The loads in a structure are transmitted through the structure and eventually to the ground through the foundation. The size and type of foundation used to support a structure are based on the magnitude of the loads being transmitted to the ground as well as the properties of the soil beneath a structure. The maximum load that a foundation can carry is based on the bearing capacity of the soil. The soil beneath the structure should be well drained, have a uniform consistency and be free of organic material. Uniform, compacted soil underneath the foundation is just as important as the foundation itself.
A freestanding column of soil such as the one in Figure 1 cannot stand on its own if loaded vertically. While soil can carry a load, a freestanding column of soil fails when loaded. As it fails the column will get shorter and wider. Even though the column of soil is only loaded vertically, lateral (horizontal) forces occur within the soil that make it wider.
If this same column of soil is placed within a container, then the column can carry a larger vertical load. The container walls keep the soil confined within the container and help carry the lateral (horizontal) loads that occur within the soil.
Figure 2. Loaded, unsupported soil column.
A building transfers loads throughout the structure to the foundation, which then transfers the load to the soil directly beneath the foundation. Like the column of soil in Figure 2, the soil directly beneath the foundation can only carry these loads if it is properly confined. The confinement in this case does not come from a container but rather from the adjacent soil (Figure 3). It is normally assumed that a triangular block of soil helps confine the soil directly beneath the foundation.
Figure 3. Soil next to a foundation providing “containment” of the soil column under the foundation.
The integrity of the foundation is critically important to the integrity of the structure. The foundation should not be neglected. Problems with foundations can cause problems throughout the entire structure. Though roof trusses are often the focus in the case of poultry house failures, more often than not the root cause of the failure can be tied in part or in whole to foundation issues.
Depth
Figure 5. An exposed foundation due to erosion.
Figure 4. Foundation trench.
The minimum depth of a poultry house foundation below ground level is generally 12 inches or below the frost line, whichever is greater (Figure 4). The depth of the foundation is measured from the surface of the undisturbed ground to the bottom surface of the foundation. In the case of poultry houses with concrete “stem walls,” the stem wall is the foundation and therefore the bottom of the wall should extend a minimum of 12 inches below the soil surface.
In post houses the posts themselves act as the foundation. It is generally recommended that posts be buried a minimum of 36 inches in firm soil. Posts carry loads to the soil differently than concrete foundations, hence the reason for the increased depth in the ground. Wood framing members below grade must be of approved naturally durable or preservative treated wood that is resistant to both decay and termites. It is preferred that the bottom end of the post be embedded in concrete.

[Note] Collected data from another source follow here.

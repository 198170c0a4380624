//! Motion metric based on grayscale frame differencing.

use image::GrayImage;

use vreel_models::{MetricKind, MAX_SCORE, MIN_SCORE};

use super::{FrameMetric, Measurement};
use crate::frame::Frame;

/// Slope of the fraction-to-score mapping before saturation.
const MOTION_GAIN: f64 = 30.0;

/// Scores how much of the picture changed between two sampled frames.
#[derive(Debug, Clone)]
pub struct MotionMetric {
    pixel_threshold: u8,
}

impl MotionMetric {
    pub fn new(pixel_threshold: u8) -> Self {
        Self { pixel_threshold }
    }

    /// Fraction of pixels whose luma changed by more than the threshold.
    pub fn moving_fraction(&self, previous: &GrayImage, current: &GrayImage) -> f64 {
        if previous.dimensions() != current.dimensions() {
            return 1.0;
        }
        let total = current.as_raw().len();
        if total == 0 {
            return 0.0;
        }
        let moving = previous
            .as_raw()
            .iter()
            .zip(current.as_raw())
            .filter(|(a, b)| a.abs_diff(**b) > self.pixel_threshold)
            .count();
        moving as f64 / total as f64
    }

    /// Map a moving-pixel fraction onto the score range.
    ///
    /// Small amounts of motion climb quickly; anything above 30% of the
    /// frame saturates at the maximum.
    pub fn score_fraction(fraction: f64) -> f64 {
        (MIN_SCORE + fraction * MOTION_GAIN).min(MAX_SCORE)
    }
}

impl Default for MotionMetric {
    fn default() -> Self {
        Self::new(25)
    }
}

impl FrameMetric for MotionMetric {
    fn kind(&self) -> MetricKind {
        MetricKind::Motion
    }

    fn measure(&self, previous: Option<&Frame>, current: &Frame) -> Option<Measurement> {
        let previous = previous?;
        let fraction = self.moving_fraction(&previous.luma(), &current.luma());
        Some(Measurement::score(Self::score_fraction(fraction)))
    }
}

#[cfg(test)]
mod tests {
    use super::*;
    use image::Luma;

    #[test]
    fn test_score_fraction_saturates() {
        assert_eq!(MotionMetric::score_fraction(0.0), 1.0);
        assert!((MotionMetric::score_fraction(0.1) - 4.0).abs() < 1e-9);
        assert_eq!(MotionMetric::score_fraction(0.5), 10.0);
        assert_eq!(MotionMetric::score_fraction(1.0), 10.0);
    }

    #[test]
    fn test_moving_fraction_respects_threshold() {
        let metric = MotionMetric::default();
        let a = GrayImage::from_pixel(10, 10, Luma([100]));
        let mut b = a.clone();
        // 20 pixels change by more than the threshold, 10 by exactly it
        for x in 0..10 {
            b.put_pixel(x, 0, Luma([200]));
            b.put_pixel(x, 1, Luma([0]));
            b.put_pixel(x, 2, Luma([125]));
        }

        let fraction = metric.moving_fraction(&a, &b);
        assert!((fraction - 0.2).abs() < 1e-9);
    }

    #[test]
    fn test_requires_previous_frame() {
        let metric = MotionMetric::default();
        let frame = crate::frame::test_frames::solid(0, 4, 4, [0, 0, 0]);
        assert!(metric.measure(None, &frame).is_none());
        let m = metric.measure(Some(&frame), &frame).unwrap();
        assert_eq!(m.score, 1.0);
        assert!(!m.scene_cut);
    }
}
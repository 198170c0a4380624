//! Highlight pipeline worker.
//!
//! This crate provides:
//! - Candidate segmentation from frame metric streams
//! - Quality ranking and classification
//! - Quality-first highlight assembly on the global timeline
//! - A checkpointed controller with resume, single-stage runs and cancellation

pub mod assembler;
pub mod config;
pub mod controller;
pub mod error;
pub mod logging;
pub mod ranker;
pub mod segmenter;
pub mod state;

pub use assembler::{assemble, Assembly, AssemblyParams};
pub use config::PipelineConfig;
pub use controller::{validate_checkpoint, PipelineController, RunReport};
pub use error::{PipelineError, PipelineResult};
pub use logging::StageLogger;
pub use ranker::{rank_segments, RankerParams, Ranking};
pub use segmenter::Segmenter;
pub use state::{PipelineState, RunMode};
//! Structured stage logging utilities.
//!
//! Provides consistent, structured logging for pipeline stages with
//! tracing spans and contextual information.

use tracing::{error, info, warn, Span};
use vreel_models::Stage;

/// Stage logger for structured logging with consistent formatting.
///
/// Every event carries the run ID and the stage being executed.
#[derive(Debug, Clone)]
pub struct StageLogger {
    run_id: String,
    stage: Stage,
}

impl StageLogger {
    /// Create a new logger for one stage of a run.
    pub fn new(run_id: &str, stage: Stage) -> Self {
        Self {
            run_id: run_id.to_string(),
            stage,
        }
    }

    /// Log the start of the stage.
    pub fn log_start(&self, message: &str) {
        info!(
            run_id = %self.run_id,
            stage = self.stage.number(),
            stage_name = self.stage.as_str(),
            "Stage started: {}", message
        );
    }

    /// Log a progress update during the stage.
    pub fn log_progress(&self, message: &str) {
        info!(
            run_id = %self.run_id,
            stage = self.stage.number(),
            stage_name = self.stage.as_str(),
            "Stage progress: {}", message
        );
    }

    /// Log a warning during the stage.
    pub fn log_warning(&self, message: &str) {
        warn!(
            run_id = %self.run_id,
            stage = self.stage.number(),
            stage_name = self.stage.as_str(),
            "Stage warning: {}", message
        );
    }

    /// Log an error during the stage.
    pub fn log_error(&self, message: &str) {
        error!(
            run_id = %self.run_id,
            stage = self.stage.number(),
            stage_name = self.stage.as_str(),
            "Stage error: {}", message
        );
    }

    /// Log the completion of the stage.
    pub fn log_completion(&self, message: &str) {
        info!(
            run_id = %self.run_id,
            stage = self.stage.number(),
            stage_name = self.stage.as_str(),
            "Stage completed: {}", message
        );
    }

    pub fn run_id(&self) -> &str {
        &self.run_id
    }

    pub fn stage(&self) -> Stage {
        self.stage
    }

    /// Create a tracing span for this stage.
    pub fn create_span(&self) -> Span {
        tracing::info_span!(
            "stage",
            run_id = %self.run_id,
            stage = self.stage.number(),
            stage_name = self.stage.as_str()
        )
    }
}
//! Pipeline state machine.
//!
//! Every legal move is listed in [`TRANSITIONS`]; the controller never
//! decides stage order any other way.

use serde::{Deserialize, Serialize};
use std::fmt;
use std::str::FromStr;

use vreel_models::Stage;

/// Where a run stands.
#[derive(Debug, Clone, Copy, PartialEq, Eq, Hash, Serialize, Deserialize)]
#[serde(rename_all = "snake_case")]
pub enum PipelineState {
    Pending,
    Segmented,
    Ranked,
    Assembled,
    /// A stage failed; earlier checkpoints are left for a later resume
    Halted,
}

/// `(from, stage, to)`: running `stage` in state `from` leads to `to`.
pub const TRANSITIONS: [(PipelineState, Stage, PipelineState); 3] = [
    (PipelineState::Pending, Stage::Segmentation, PipelineState::Segmented),
    (PipelineState::Segmented, Stage::Ranking, PipelineState::Ranked),
    (PipelineState::Ranked, Stage::Assembly, PipelineState::Assembled),
];

impl PipelineState {
    /// State reached after successfully running `stage` from `self`.
    pub fn transition(self, stage: Stage) -> Option<PipelineState> {
        TRANSITIONS
            .iter()
            .find(|(from, s, _)| *from == self && *s == stage)
            .map(|(_, _, to)| *to)
    }

    /// State a run must be in before `stage` may execute.
    pub fn entry_for(stage: Stage) -> PipelineState {
        TRANSITIONS
            .iter()
            .find(|(_, s, _)| *s == stage)
            .map(|(from, _, _)| *from)
            .unwrap_or(PipelineState::Pending)
    }

    pub fn as_str(&self) -> &'static str {
        match self {
            PipelineState::Pending => "pending",
            PipelineState::Segmented => "segmented",
            PipelineState::Ranked => "ranked",
            PipelineState::Assembled => "assembled",
            PipelineState::Halted => "halted",
        }
    }
}

impl fmt::Display for PipelineState {
    fn fmt(&self, f: &mut fmt::Formatter<'_>) -> fmt::Result {
        write!(f, "{}", self.as_str())
    }
}

/// What a single invocation executes.
#[derive(Debug, Clone, Copy, PartialEq, Eq, Serialize, Deserialize, Default)]
#[serde(tag = "mode", content = "stage", rename_all = "snake_case")]
pub enum RunMode {
    /// Every stage from scratch
    #[default]
    All,
    /// Resume at a stage from the previous stage's checkpoint
    From(Stage),
    /// Exactly one stage
    Single(Stage),
}

impl RunMode {
    /// Stages executed, in order.
    pub fn stages(&self) -> Vec<Stage> {
        match self {
            RunMode::All => Stage::ALL.to_vec(),
            RunMode::From(stage) => stage.and_later().collect(),
            RunMode::Single(stage) => vec![*stage],
        }
    }

    pub fn first_stage(&self) -> Stage {
        match self {
            RunMode::All => Stage::Segmentation,
            RunMode::From(stage) | RunMode::Single(stage) => *stage,
        }
    }

    /// Whether the run begins from an existing checkpoint.
    pub fn is_resume(&self) -> bool {
        self.first_stage() != Stage::Segmentation
    }
}

impl fmt::Display for RunMode {
    fn fmt(&self, f: &mut fmt::Formatter<'_>) -> fmt::Result {
        match self {
            RunMode::All => write!(f, "all"),
            RunMode::From(stage) => write!(f, "from:{}", stage.number()),
            RunMode::Single(stage) => write!(f, "single:{}", stage.number()),
        }
    }
}

impl FromStr for RunMode {
    type Err = String;

    /// Parses `all`, `from:<n>` or `single:<n>`.
    fn from_str(s: &str) -> Result<Self, Self::Err> {
        let s = s.trim().to_lowercase();
        if s == "all" {
            return Ok(RunMode::All);
        }

        let (mode, number) = s
            .split_once(':')
            .ok_or_else(|| format!("invalid run mode '{}'", s))?;
        let stage = number
            .parse::<u8>()
            .ok()
            .and_then(Stage::from_number)
            .ok_or_else(|| format!("invalid stage '{}' in run mode", number))?;

        match mode {
            "from" => Ok(RunMode::From(stage)),
            "single" => Ok(RunMode::Single(stage)),
            _ => Err(format!("invalid run mode '{}'", s)),
        }
    }
}

#[cfg(test)]
mod tests {
    use super::*;

    #[test]
    fn test_transition_table() {
        assert_eq!(
            PipelineState::Pending.transition(Stage::Segmentation),
            Some(PipelineState::Segmented)
        );
        assert_eq!(
            PipelineState::Segmented.transition(Stage::Ranking),
            Some(PipelineState::Ranked)
        );
        assert_eq!(
            PipelineState::Ranked.transition(Stage::Assembly),
            Some(PipelineState::Assembled)
        );

        // Out-of-order moves are rejected
        assert_eq!(PipelineState::Pending.transition(Stage::Assembly), None);
        assert_eq!(PipelineState::Assembled.transition(Stage::Segmentation), None);
        assert_eq!(PipelineState::Halted.transition(Stage::Ranking), None);
    }

    #[test]
    fn test_entry_states() {
        assert_eq!(PipelineState::entry_for(Stage::Segmentation), PipelineState::Pending);
        assert_eq!(PipelineState::entry_for(Stage::Ranking), PipelineState::Segmented);
        assert_eq!(PipelineState::entry_for(Stage::Assembly), PipelineState::Ranked);
    }

    #[test]
    fn test_run_mode_stages() {
        assert_eq!(RunMode::All.stages(), Stage::ALL.to_vec());
        assert_eq!(RunMode::From(Stage::Segmentation).stages(), RunMode::All.stages());
        assert_eq!(
            RunMode::From(Stage::Ranking).stages(),
            vec![Stage::Ranking, Stage::Assembly]
        );
        assert_eq!(RunMode::Single(Stage::Ranking).stages(), vec![Stage::Ranking]);
        assert!(RunMode::Single(Stage::Assembly).is_resume());
        assert!(!RunMode::All.is_resume());
    }

    #[test]
    fn test_run_mode_parse() {
        assert_eq!("all".parse::<RunMode>().unwrap(), RunMode::All);
        assert_eq!("from:2".parse::<RunMode>().unwrap(), RunMode::From(Stage::Ranking));
        assert_eq!("Single:3".parse::<RunMode>().unwrap(), RunMode::Single(Stage::Assembly));
        assert!("from:4".parse::<RunMode>().is_err());
        assert!("resume".parse::<RunMode>().is_err());
        assert_eq!(RunMode::From(Stage::Ranking).to_string(), "from:2");
    }
}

Foundations that are near or above grade can be easily undermined by erosion, rodents or even birds. Once a foundation is undermined the structural integrity of the poultry house is compromised (Figure 5).
Drainage
Saturated soil has little strength to support a poultry house foundation in either the vertical or horizontal directions, thus allowing movement. Figure 6 illustrates the shear strength (bearing capacity) of clay soil as a function of percent soil moisture. Under normal moisture conditions, clay soil is capable of supporting a load of roughly 1,800 pounds per square foot. But as clay soil moisture levels increase, the bearing capacity of the ground underneath the foundation decreases rapidly. If the soil in the immediate vicinity of a poultry house is chronically saturated with water, a foundation will be more prone to settling and rotational issues that can lead to a structural failure (Figure 7). As a result, it is important that the soil around a foundation be well drained. Foundation drainage can be aided through the use of foundation drains, permeable soils or rock.
Figure 6. Clay soil shear strength as a function of percent moisture.
Figure 7. Standing water can lead to foundation problems.
Exterior Grading/Erosion
Figure 8. Examples of foundations undermined by erosion.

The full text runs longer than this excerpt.